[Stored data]

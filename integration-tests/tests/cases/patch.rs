// SPDX-License-Identifier: GPL-3.0-or-later

use crate::fixtures::infrastructure::TestEnvironment;
use anyhow::Result;
use assert_fs::prelude::*;
use predicates::prelude::*;

const GENERATED_SOURCE: &str = "/* generated */\n#include <Python.h>\nstatic int answer = 42;\n";

#[test]
fn patch_guards_the_include() -> Result<()> {
    let env = TestEnvironment::new("patch_guards_the_include")?;
    env.create_files(&[("nativelauncher_wrap.c", GENERATED_SOURCE)])?;

    let result = env.run_harness_success(&["patch", "nativelauncher_wrap.c"])?;

    assert!(result.stdout().contains("nativelauncher_wrap.c: guarded #include <Python.h>"));
    let patched = env.read_file("nativelauncher_wrap.c")?;
    assert!(
        patched.contains("#undef _DEBUG\n#include <Python.h>\n#ifdef LAUNCHER_HARNESS_DEBUG_WAS_DEFINED\n")
    );
    assert!(patched.starts_with("/* generated */\n#ifdef _DEBUG\n"));
    assert!(patched.ends_with("static int answer = 42;\n"));
    Ok(())
}

#[test]
fn patch_twice_changes_nothing() -> Result<()> {
    let temp = assert_fs::TempDir::new()?;
    let source = temp.child("nativelauncher_wrap.c");
    source.write_str(GENERATED_SOURCE)?;
    let env = TestEnvironment::new("patch_twice_changes_nothing")?;
    let path = source.path().to_str().unwrap();

    env.run_harness_success(&["patch", path])?;
    let once = std::fs::read_to_string(source.path())?;
    let result = env.run_harness_success(&["patch", path])?;

    assert!(result.stdout().contains("already guarded"));
    source.assert(predicate::str::diff(once));
    Ok(())
}

#[test]
fn patch_without_include_leaves_the_file() -> Result<()> {
    let temp = assert_fs::TempDir::new()?;
    let source = temp.child("plain.c");
    source.write_str("int main() { return 0; }\n")?;
    let env = TestEnvironment::new("patch_without_include_leaves_the_file")?;

    env.run_harness_success(&["patch", source.path().to_str().unwrap()])?;

    source.assert(predicate::str::diff("int main() { return 0; }\n"));
    Ok(())
}

#[test]
fn patch_missing_file_fails() -> Result<()> {
    let env = TestEnvironment::new("patch_missing_file_fails")?;

    let result = env.run_harness_failure(&["patch", "missing_wrap.c"])?;

    assert!(result.stderr().contains("missing_wrap.c"));
    Ok(())
}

▶ _Work instruction_:
Say the number of lines in the entries that have the string "guarded", and only that.

▶ _Solution for this task_:
2